Je dis murmures, et ton absence se mélange avec mes syllabes.

Je dis absence, et le temps s’écoule lentement sur le nocturlabe.

Je dis lune, et l’obscurité de ce manque raconte notre histoire.

Je dis passé, et le fardeau du temps entrave les pas de l’espoir.

Je dis présent, et le passé se balade souvent dans mes rêves.

Je dis réalité, et les songes sont l’unique issue vers la trêve.

Je dis refuge, et je pense à ces moments passés sous la lune.

Je dis pensée, et ton souvenir éveille ces éternelles rancunes.

Je dis bruit et ces murmures se mêlent au silence nocturne.


Med A.
Mars 2016

Midelt, avis de recherche!

J’ai besoin d’elle. Ça me rassure de savoir qu’elle est là, elle veille sur moi comme un ange gardien. Je n’envisage pas la vie sans elle. J’éprouve pour elle une inondation de passion. Jamais je n’ai imaginé me trouver dans cet état d’âme qu’on nomme, la nostalgie. Je me suis enfui et elle s’est enfuie en me laissant une légère brise de décembre. Je cherche son froid glacial et sa fraîcheur estivale. Je cherche cette sensation étrange que je ressens en la contemplant chaque matin de ma fenêtre. Je passe des nuits à rêver de cette musique que son vent me jouait en grattant les fils électriques. Je suis le seul à comprendre les mots qu’elle me chantait avec le grincement des fenêtres. Je vis dans l’espérance de me promener, à nouveau, avec elle et en elle dans ses sentiers, ses jardins, ses champs et ses ruisseaux. Je la retrouve de temps en temps, c’est vrai qu’elle est toujours magnifique malgré quelques interventions chirurgicales, mais elle n’est plus la même.

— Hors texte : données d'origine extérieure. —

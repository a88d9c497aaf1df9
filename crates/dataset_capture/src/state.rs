//! SimulationState - one capture session
//!
//! Owns the sensor registry, the definition tables and the frame assembler.
//! Every method assumes the caller holds the session lock.

use std::collections::{HashMap, HashSet};
use std::sync::Arc;

use chrono::Utc;
use contracts::{
    AnnotationDefinition, AnnotationHandle, AsyncAnnotation, AsyncMetric, CaptureConsumer,
    CaptureError, CaptureRecord, DatasetEvent, DefinitionId, Epoch, FrameTick, MetricDefinition,
    MetricRecord, PendingId, SensorDefinition, SensorHandle, SensorSpatialData, SimulationMetadata,
};
use scheduler::{FrameDecisions, SensorRegistry};
use serde_json::{Map, Value};
use tracing::{debug, instrument, trace, warn};

use crate::assembly::{FrameAssembler, FrameKey, SlotTarget};

/// Kind descriptors that can be registered by id
pub(crate) trait Definition: Clone + PartialEq {
    const KIND: &'static str;
    fn id(&self) -> &DefinitionId;
}

impl Definition for AnnotationDefinition {
    const KIND: &'static str = "annotation definition";
    fn id(&self) -> &DefinitionId {
        &self.id
    }
}

impl Definition for MetricDefinition {
    const KIND: &'static str = "metric definition";
    fn id(&self) -> &DefinitionId {
        &self.id
    }
}

/// Definitions in registration order
#[derive(Debug)]
pub(crate) struct DefinitionTable<T> {
    entries: Vec<T>,
    index: HashMap<DefinitionId, usize>,
}

impl<T: Definition> DefinitionTable<T> {
    fn new() -> Self {
        Self {
            entries: Vec::new(),
            index: HashMap::new(),
        }
    }

    /// Idempotent for identical content
    fn register(&mut self, definition: T) -> Result<T, CaptureError> {
        if definition.id().is_empty() {
            return Err(CaptureError::config_validation(T::KIND, "id must not be empty"));
        }
        if let Some(&position) = self.index.get(definition.id()) {
            let existing = &self.entries[position];
            if *existing != definition {
                return Err(CaptureError::DuplicateDefinitionConflict {
                    id: definition.id().to_string(),
                });
            }
            return Ok(existing.clone());
        }
        self.index.insert(definition.id().clone(), self.entries.len());
        self.entries.push(definition.clone());
        Ok(definition)
    }

    fn get(&self, id: &str) -> Result<&T, CaptureError> {
        self.index
            .get(id)
            .map(|&position| &self.entries[position])
            .ok_or_else(|| CaptureError::UnknownDefinition { id: id.to_string() })
    }

    fn all(&self) -> &[T] {
        &self.entries
    }
}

D’ailleurs comme tout…

Une vie qui s’achève

Une brise trousse les cheveux de l’été, elle l’oblige à préparer ses bagages,
un reste de soleil s'appesantit, tandis que le ciel nous livre son dernier orage,
les baigneurs, à pas lourds, se précipitent comme les rescapés d’un naufrage,
et le bateau des amours estivaux prend le large vers de nouveaux rivages.
Le sable fait ses adieux aux parasols qui abritaient les chairs morbidesses,
les feuilles arrivent à maturité, roussissent et plongent dans une légère ivresse,
les écoliers reprennent le chemin de l’école avec enthousiasme et allégresse,
la toquade s’achève dès la fin de l’été, à présent on cède la plage à la sagesse.
Dans les bois couleur de sable, au long des sentiers mal dessinés et monotones, 
j’apprécie le spectacle d’une feuille folle qui nargue, tangue et bourdonne,
elle se sacrifie pour former un beau tapis roux, pauvre victime d’automne !
Des vies qui s’achèvent, des centaines d’âmes aux pieds des arbres rayonnent.